As for why her name was listed as an instructor at their school, Riddle said she had agreed to teach an English course there but only if the school was certified. It failed to be granted the certification, so she never taught there, but the McFarlands' included her name amongst the faculty by mistake, said Riddle.

During her time teaching several criminal justice classes at Biola, Riddle said she did sign the employment agreement the school required of teachers. But she pointed out that her syllabus included a non-discrimination clause that included sexual orientation and that she never witnessed any student being mistreated based on their sexual orientation or beliefs about abortion.

"The syllabus I used states everyone shall be treated with respect and dignity, and there will be no mistreatment of people for different sexual orientations, faith, or race," said Riddle. "It said there will be zero tolerance for discrimination. That is what I taught."

In terms of her stance on marriage equality, Riddle said she voted against Proposition 8, the 2008 ballot measure defining marriage in the state as between a man and a woman. She recounted how seeing the suffering an early partner of hers on the police force and his partner went through in the 1990s as he battled HIV informed her feelings on the issue.

"Equality for all is what's right, and I stand behind it," said Riddle, adding that in the case of public employees such as Davis, "She is a public servant, and as a public servant, she doesn't have the right to bring her own beliefs into that job."

As for the questions regarding her stance on abortion, Riddle said she has long backed a woman's right to choose. She noted that when she served as interim executive director of the Pasadena chapter of the YWCA, she worked with Planned Parenthood to support its services and continues to do so.

She would not have won the endorsement of the National Women's Political Caucus of California, argued Riddle, if she opposed abortion rights or marriage equality.

"There is no way those ladies would have endorsed me, and they gave me a very strong endorsement. In the interview, they asked about LGBT issues and marriage equality," said Riddle. "Without any doubt I totally believe in this. This didn't happen yesterday.

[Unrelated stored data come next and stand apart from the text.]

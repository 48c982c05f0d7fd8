//! Payment gateway trait and the simulated gateway.

use std::sync::Arc;
use std::sync::atomic::{AtomicBool, AtomicU32, Ordering};
use std::time::Duration;

use async_trait::async_trait;
use common::OrderId;
use domain::Money;

use crate::error::FulfillmentError;

/// Default artificial gateway latency.
pub const DEFAULT_PAYMENT_DELAY: Duration = Duration::from_millis(1000);

/// Result of a successful charge.
#[derive(Debug, Clone, PartialEq, Eq)]
pub struct PaymentReceipt {
    pub payment_id: String,
}

/// Trait for charging orders.
#[async_trait]
pub trait PaymentGateway: Send + Sync {
    /// Charges the order total. An error means the payment did not go through.
    async fn charge(
        &self,
        order_id: OrderId,
        amount: Money,
    ) -> Result<PaymentReceipt, FulfillmentError>;
}

/// Gateway stand-in that sleeps for a fixed delay and then approves.
#[derive(Debug, Clone)]
pub struct SimulatedPaymentGateway {
    delay: Duration,
    fail_on_charge: Arc<AtomicBool>,
    charges: Arc<AtomicU32>,
}

impl Default for SimulatedPaymentGateway {
    fn default() -> Self {
        Self::new(DEFAULT_PAYMENT_DELAY)
    }
}

impl SimulatedPaymentGateway {
    pub fn new(delay: Duration) -> Self {
        Self {
            delay,
            fail_on_charge: Arc::new(AtomicBool::new(false)),
            charges: Arc::new(AtomicU32::new(0)),
        }
    }

    /// Makes every charge decline while set.
    pub fn set_fail_on_charge(&self, fail: bool) {
        self.fail_on_charge.store(fail, Ordering::SeqCst);
    }

    /// Number of charge attempts so far.
    pub fn charge_count(&self) -> u32 {
        self.charges.load(Ordering::SeqCst)
    }
}

#[async_trait]
impl PaymentGateway for SimulatedPaymentGateway {
    async fn charge(
        &self,
        order_id: OrderId,
        amount: Money,
    ) -> Result<PaymentReceipt, FulfillmentError> {
        let attempt = self.charges.fetch_add(1, Ordering::SeqCst) + 1;
        tokio::time::sleep(self.delay).await;

        if self.fail_on_charge.load(Ordering::SeqCst) {
            return Err(FulfillmentError::Payment("Payment declined".to_string()));
        }

        tracing::debug!(%order_id, %amount, "simulated charge approved");
        Ok(PaymentReceipt {
            payment_id: format!("PAY-{attempt:04}"),
        })
    }
}
//! Search error types.

use thiserror::Error;

/// Errors that can occur indexing or searching.
#[derive(Debug, Error)]
pub enum SearchError {
    /// Transport failure talking to the search engine.
    #[error("HTTP error: {0}")]
    Http(#[from] reqwest::Error),

    /// The search engine answered with a non-success status.
    #[error("Search engine returned {status}: {body}")]
    Status { status: u16, body: String },

    #[error("Serialization error: {0}")]
    Serialization(#[from] serde_json::Error),

    /// Loading the order to index failed.
    #[error("Order store error: {0}")]
    Store(#[from] order_store::StoreError),

    #[error("Search index unavailable")]
    Unavailable,
}

/// Result type for search operations.
pub type Result<T> = std::result::Result<T, SearchError>;
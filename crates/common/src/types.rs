use std::num::ParseIntError;
use std::str::FromStr;

use serde::{Deserialize, Serialize};

/// Identity of an order row.
///
/// Orders are keyed by the integer the store assigns on insert. The wrapper
/// keeps order ids from being mixed up with customer ids.
#[derive(Debug, Clone, Copy, PartialEq, Eq, PartialOrd, Ord, Hash, Serialize, Deserialize)]
#[serde(transparent)]
pub struct OrderId(i64);

impl OrderId {
    /// Creates an order ID from its raw value.
    pub fn new(value: i64) -> Self {
        Self(value)
    }

    /// Returns the raw integer value.
    pub fn as_i64(&self) -> i64 {
        self.0
    }

    /// Cache key under which the order snapshot is stored.
    pub fn cache_key(&self) -> String {
        format!("order:{}", self.0)
    }
}

impl std::fmt::Display for OrderId {
    fn fmt(&self, f: &mut std::fmt::Formatter<'_>) -> std::fmt::Result {
        write!(f, "{}", self.0)
    }
}

impl FromStr for OrderId {
    type Err = ParseIntError;

    fn from_str(s: &str) -> Result<Self, Self::Err> {
        s.trim().parse().map(Self)
    }
}

impl From<i64> for OrderId {
    fn from(value: i64) -> Self {
        Self(value)
    }
}

impl From<OrderId> for i64 {
    fn from(id: OrderId) -> Self {
        id.0
    }
}

/// Identity of a customer row.
#[derive(Debug, Clone, Copy, PartialEq, Eq, PartialOrd, Ord, Hash, Serialize, Deserialize)]
#[serde(transparent)]
pub struct CustomerId(i64);

impl CustomerId {
    /// Creates a customer ID from its raw value.
    pub fn new(value: i64) -> Self {
        Self(value)
    }

    /// Returns the raw integer value.
    pub fn as_i64(&self) -> i64 {
        self.0
    }
}

impl std::fmt::Display for CustomerId {
    fn fmt(&self, f: &mut std::fmt::Formatter<'_>) -> std::fmt::Result {
        write!(f, "{}", self.0)
    }
}

impl From<i64> for CustomerId {
    fn from(value: i64) -> Self {
        Self(value)
    }
}

impl From<CustomerId> for i64 {
    fn from(id: CustomerId) -> Self {
        id.0
    }
}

I agree with the California Democratic Party platform."

Despite the questions about her policy stances, Riddle has lined up support from several women's groups and female politicians, including state Senators Hannah-Beth Jackson (D-Santa Barbara) and Carol Liu (D-La Canada Flintridge), who will be termed out of the 25th District seat next fall.

The California Democratic Legislative Women's Caucus, which Jackson chairs, has endorsed Riddle. In an August 31 announcement of its decision, the caucus noted it had asked Riddle "specifically and in detail" where she stood on reproductive rights and choice.

"In the interview process, I was impressed by Phlunte Riddle's strong and unequivocal commitment to reproductive choice, and her belief that these deeply personal decisions should be made freely and without interference," said Liu. "California has always been a leader in advancing women's reproductive rights, and she is the best choice for continuing this legacy."

Also running for the 25th Senate District seat are Katherine Aguilar Perez-Estolano, a lesbian who serves on the California High Speed Rail Authority; Assemblyman Mike Gatto (D-Glendale); and former Assemblyman Anthony Portantino (D-La Canada Flintridge).

Republican Los Angeles County Supervisor Michael Antonovich is also seeking the seat. The top two vote getters in next June's primary will face off against each other in the November 2016 election.